Rossi had trouble explaining to Darrow what he did. It’s a common part of the plea as in federal court, one pleads guilty because they admit guilt whereas in state court, often times the plea is worded that a person believes that’s what could be presented at court.
The former CEO of Reditus hemmed and hawed as Darrow tried to get an explanation of what conduct constituted the fraud charges. Rossi would only that he ordered some items off Amazon that were unauthorized.
It took the federal prosecutor giving a factual basis to get more of the details.

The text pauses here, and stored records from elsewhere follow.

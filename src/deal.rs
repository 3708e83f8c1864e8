//! Deal payload and message template.

use std::fmt;

use serde::{Deserialize, Deserializer, Serialize};
use serde_json::{Number, Value};

/// Filename the provider attaches to image sends.
pub const IMAGE_FILENAME: &str = "deal.jpg";

/// An opaque deal field: substituted into the template as-is.
#[derive(Debug, Clone, Default, PartialEq, Serialize, Deserialize)]
#[serde(transparent)]
pub struct FieldValue(pub Value);

impl fmt::Display for FieldValue {
    fn fmt(&self, f: &mut fmt::Formatter<'_>) -> fmt::Result {
        match &self.0 {
            Value::Null => Ok(()),
            Value::String(s) => f.write_str(s),
            Value::Number(n) => write_number(f, n),
            other => write!(f, "{}", other),
        }
    }
}

/// Integral floats print without a fractional part (`100.0` as `100`).
fn write_number(f: &mut fmt::Formatter<'_>, n: &Number) -> fmt::Result {
    match n.as_f64() {
        Some(x) if n.is_f64() && x.is_finite() && x.fract() == 0.0 && x.abs() < 1e21 => {
            if x == 0.0 {
                f.write_str("0")
            } else {
                write!(f, "{:.0}", x)
            }
        }
        _ => write!(f, "{}", n),
    }
}

impl From<&str> for FieldValue {
    fn from(s: &str) -> Self {
        FieldValue(Value::String(s.to_string()))
    }
}

impl From<f64> for FieldValue {
    fn from(n: f64) -> Self {
        FieldValue(Value::from(n))
    }
}

impl From<i64> for FieldValue {
    fn from(n: i64) -> Self {
        FieldValue(Value::from(n))
    }
}

/// Product offer supplied by the caller. Values are not validated.
#[derive(Debug, Clone, Default, PartialEq, Serialize, Deserialize)]
#[serde(default)]
pub struct Deal {
    pub title: FieldValue,
    pub original_price: FieldValue,
    pub price: FieldValue,
    pub discount: FieldValue,
    pub rating: FieldValue,
    pub link: FieldValue,
    /// URL, provider-side path or `data:` URI.
    #[serde(
        skip_serializing_if = "Option::is_none",
        deserialize_with = "deserialize_image"
    )]
    pub image: Option<String>,
}

/// Anything but a string (`false`, `0`, `{}`) means no image.
fn deserialize_image<'de, D>(deserializer: D) -> std::result::Result<Option<String>, D::Error>
where
    D: Deserializer<'de>,
{
    Ok(match Option::<Value>::deserialize(deserializer)? {
        Some(Value::String(s)) => Some(s),
        _ => None,
    })
}

impl Deal {
    /// Image reference, if the deal carries a non-empty one.
    pub fn image(&self) -> Option<&str> {
        self.image.as_deref().filter(|s| !s.is_empty())
    }
}

/// Render the broadcast text for a deal. No escaping is applied.
pub fn format_message(deal: &Deal) -> String {
    format!(
        "*OFERTA ENCONTRADA!* 🚀\n\n\
         *{}*\n\
         💰 De: ~R$ {}~\n\
         🔥 *Por: R$ {}*\n\
         📉 Desconto: {}%\n\
         ⭐ {}\n\n\
         🔗 *Link:* {}",
        deal.title, deal.original_price, deal.price, deal.discount, deal.rating, deal.link
    )
}
//! Error types for the deal relay

use thiserror::Error;

#[derive(Error, Debug)]
pub enum Error {
    #[error("WhatsApp not ready")]
    NotReady,

    #[error("Missing deal data")]
    MissingDeal,

    #[error("WhatsApp provider error: {0}")]
    Provider(String),

    #[error("Connection error: {0}")]
    ConnectionError(String),

    #[error("Timed out: {0}")]
    Timeout(String),

    #[error("Malformed QR payload: {0}")]
    QrDecode(String),

    #[error("Session is locked by another process")]
    SessionLocked,

    #[error("Failed to acquire session lock: {0}")]
    LockError(String),

    #[error("IO error: {0}")]
    IoError(#[from] std::io::Error),

    #[error("Serialization error: {0}")]
    SerializationError(String),

    #[error("Invalid argument: {0}")]
    InvalidArgument(String),

    #[error("Configuration error: {0}")]
    Config(String),
}

pub type Result<T> = std::result::Result<T, Error>;

impl Error {
    /// HTTP status the relay endpoint answers with for this error.
    pub fn status_code(&self) -> u16 {
        match self {
            Error::NotReady => 503,
            Error::MissingDeal => 400,
            _ => 500,
        }
    }
}

impl From<reqwest::Error> for Error {
    fn from(err: reqwest::Error) -> Self {
        if err.is_timeout() {
            Error::Timeout(err.to_string())
        } else if err.is_connect() {
            Error::ConnectionError(err.to_string())
        } else {
            Error::Provider(err.to_string())
        }
    }
}

impl From<serde_json::Error> for Error {
    fn from(err: serde_json::Error) -> Self {
        Error::SerializationError(err.to_string())
    }
}

impl From<serde_yaml::Error> for Error {
    fn from(err: serde_yaml::Error) -> Self {
        Error::Config(err.to_string())
    }
}

impl From<base64::DecodeError> for Error {
    fn from(err: base64::DecodeError) -> Self {
        Error::QrDecode(err.to_string())
    }
}
//! WhatsApp Deal Relay Library
//!
//! This library provides tools to:
//! - Pair a WhatsApp session through a QR code and join the deals group
//! - Relay deals received over HTTP to that group as text or image messages
//! - Fall back to discovering a suitable group when the target is unknown
//! - Expose health and Prometheus metrics endpoints

pub mod bootstrap;
pub mod config;
pub mod context;
pub mod deal;
pub mod error;
pub mod integrations;
pub mod metrics;
pub mod qr;
pub mod relay;
pub mod server;
pub mod session;

// Re-export common types
pub use config::Config;
pub use context::{AppContext, Readiness};
pub use deal::Deal;
pub use error::{Error, Result};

The fraud happened years before he helped create Reditus, a company that became a biotech darling and one of the largest companies to do COVID-19 testing. It seized upon the COVID-19 pandemic to become one of the state’s largest testing companies, earning more than $200 million before it was shuttered in 2022 due to lawsuits from former business partners.
Two recently unsealed federal lawsuits allege massive fraud and grift committed by Rossi and his company, Reditus Laboratories, which resulted in taxpayers being bilked out of hundreds of millions of dollars.
One key facet of the plea agreement that was mentioned almost as an afterthought at the end was that it doesn’t preclude federal prosecutors from looking at other areas where Rossi might have done wrong as long as it doesn’t include the same issues at the Bloomington practice.
That could mean federal lawsuits that involve the government will proceed and it could mean the ongoing investigation into what happened could lead to more charges.